Though Betz was an organizer at this year’s She Innovates, she felt like a novice hacker just last year.

“Last year around She Innovates time, I felt like I knew nothing, I felt like I was not good enough to participate in a hackathon,” Betz said. “I felt like it was an environment that I did not belong in.”

After Betz’s She Innovates team won second place last year and produced a working app over the course of the weekend, Betz said her doubts dissipated.

“We spent the weekend learning, which is so cool, and we had a functional web app at the end of it,” Betz said. “After that, I was like, ‘This is amazing, I have to do more of this.’ It really helped me to gain that confidence to step out of my shell and go and participate and learn something.”

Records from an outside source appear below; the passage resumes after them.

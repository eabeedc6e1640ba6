use super::action::ActionId;

/// Highest step index in a run. Indices are written with four digits, so
/// up to here file names sort in step order.
pub const MAX_STEPS: u32 = 9999;

/// Kind of a numbered file in a run directory.
#[derive(Debug, Clone, PartialEq, Eq)]
pub enum StepKind {
    User,
    Plan,
    Command(ActionId),
    Result(ActionId),
    Stream(ActionId),
    Warn,
    /// System-level failure of a turn (e.g. the backend returned nothing).
    Error,
}

impl StepKind {
    /// File name for this step at `index`: `0003_COMMAND__r1.md`,
    /// `0005_STREAM__r1.stdout.log`.
    pub fn file_name(&self, index: u32) -> String {
        match self {
            StepKind::User => format!("{index:04}_USER.md"),
            StepKind::Plan => format!("{index:04}_PLAN.md"),
            StepKind::Command(id) => format!("{index:04}_COMMAND__{id}.md"),
            StepKind::Result(id) => format!("{index:04}_RESULT__{id}.md"),
            StepKind::Stream(id) => format!("{index:04}_STREAM__{id}.stdout.log"),
            StepKind::Warn => format!("{index:04}_WARN.md"),
            StepKind::Error => format!("{index:04}_ERROR.md"),
        }
    }

    pub fn label(&self) -> &'static str {
        match self {
            StepKind::User => "USER",
            StepKind::Plan => "PLAN",
            StepKind::Command(_) => "COMMAND",
            StepKind::Result(_) => "RESULT",
            StepKind::Stream(_) => "STREAM",
            StepKind::Warn => "WARN",
            StepKind::Error => "ERROR",
        }
    }

    pub fn action_id(&self) -> Option<&ActionId> {
        match self {
            StepKind::Command(id) | StepKind::Result(id) | StepKind::Stream(id) => Some(id),
            _ => None,
        }
    }

    /// Inverse of [`StepKind::file_name`].
    pub fn parse_file_name(name: &str) -> Option<(u32, StepKind)> {
        let (index, rest) = name.split_once('_')?;
        if index.len() < 4 || !index.bytes().all(|b| b.is_ascii_digit()) {
            return None;
        }
        let index: u32 = index.parse().ok()?;

        let kind = if let Some(id) = rest.strip_prefix("STREAM__") {
            StepKind::Stream(ActionId::parse(id.strip_suffix(".stdout.log")?).ok()?)
        } else {
            let stem = rest.strip_suffix(".md")?;
            match stem {
                "USER" => StepKind::User,
                "PLAN" => StepKind::Plan,
                "WARN" => StepKind::Warn,
                "ERROR" => StepKind::Error,
                _ => {
                    let (label, id) = stem.split_once("__")?;
                    let id = ActionId::parse(id).ok()?;
                    match label {
                        "COMMAND" => StepKind::Command(id),
                        "RESULT" => StepKind::Result(id),
                        _ => return None,
                    }
                }
            }
        };
        Some((index, kind))
    }
}

#[cfg(test)]
mod tests {
    use super::*;

    fn id(s: &str) -> ActionId {
        ActionId::parse(s).unwrap()
    }

    #[test]
    fn test_file_names_match_layout() {
        assert_eq!(StepKind::User.file_name(1), "0001_USER.md");
        assert_eq!(StepKind::Plan.file_name(2), "0002_PLAN.md");
        assert_eq!(StepKind::Command(id("r1")).file_name(3), "0003_COMMAND__r1.md");
        assert_eq!(StepKind::Result(id("r1")).file_name(4), "0004_RESULT__r1.md");
        assert_eq!(
            StepKind::Stream(id("r1")).file_name(5),
            "0005_STREAM__r1.stdout.log"
        );
        assert_eq!(StepKind::Warn.file_name(6), "0006_WARN.md");
        assert_eq!(
            StepKind::Warn.file_name(MAX_STEPS),
            format!("{MAX_STEPS}_WARN.md")
        );
    }

    #[test]
    fn test_parse_file_name() {
        for (i, kind) in [
            StepKind::User,
            StepKind::Plan,
            StepKind::Command(id("step__x")),
            StepKind::Result(id("r1")),
            StepKind::Stream(id("r.1")),
            StepKind::Warn,
            StepKind::Error,
        ]
        .into_iter()
        .enumerate()
        {
            let name = kind.file_name(i as u32 + 1);
            assert_eq!(
                StepKind::parse_file_name(&name),
                Some((i as u32 + 1, kind))
            );
        }
        assert_eq!(StepKind::parse_file_name("index.md"), None);
        assert_eq!(StepKind::parse_file_name("env.json"), None);
        assert_eq!(StepKind::parse_file_name("0001_OTHER.md"), None);
    }
}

Betz said she sees this gender disparity regularly in her computer science classes, where she is often one of three or fewer women. According to Betz, a difference in how society treats young boys and young girls causes this disparity.

“You have people saying, ‘Boys just think more logically, boys are just more mathematical.’ That’s not true,” Betz said. “But if you say that to people enough, especially someone so young and easily influenced, they’re going to believe it.”

Betz said educators should introduce computer science to children — especially girls — when they’re young, to get them interested in programming and technology at an early age.

In part to make computer science education more accessible, Betz and her all-female SteelHacks team created an educational app to show novice programmers what different command structures look like. The app allows a learner to type in a sequence of code to make an LED board light up in different colors.

Addison’s team created an app colored “Color Blind” that identifies a selected color within a photo, for example a shirt color, and matches it, to a pair of pants. Addison said the general concept was the app would allow individuals with color blindness to get dressed on their own.

Gupta said hackathons need more diversity to usher more viewpoints and problem-solving strategies through the doors.

“We need more minorities in tech,” Gupta said. “There’s not just diversity of skin color or gender, there’s diversity of thought.”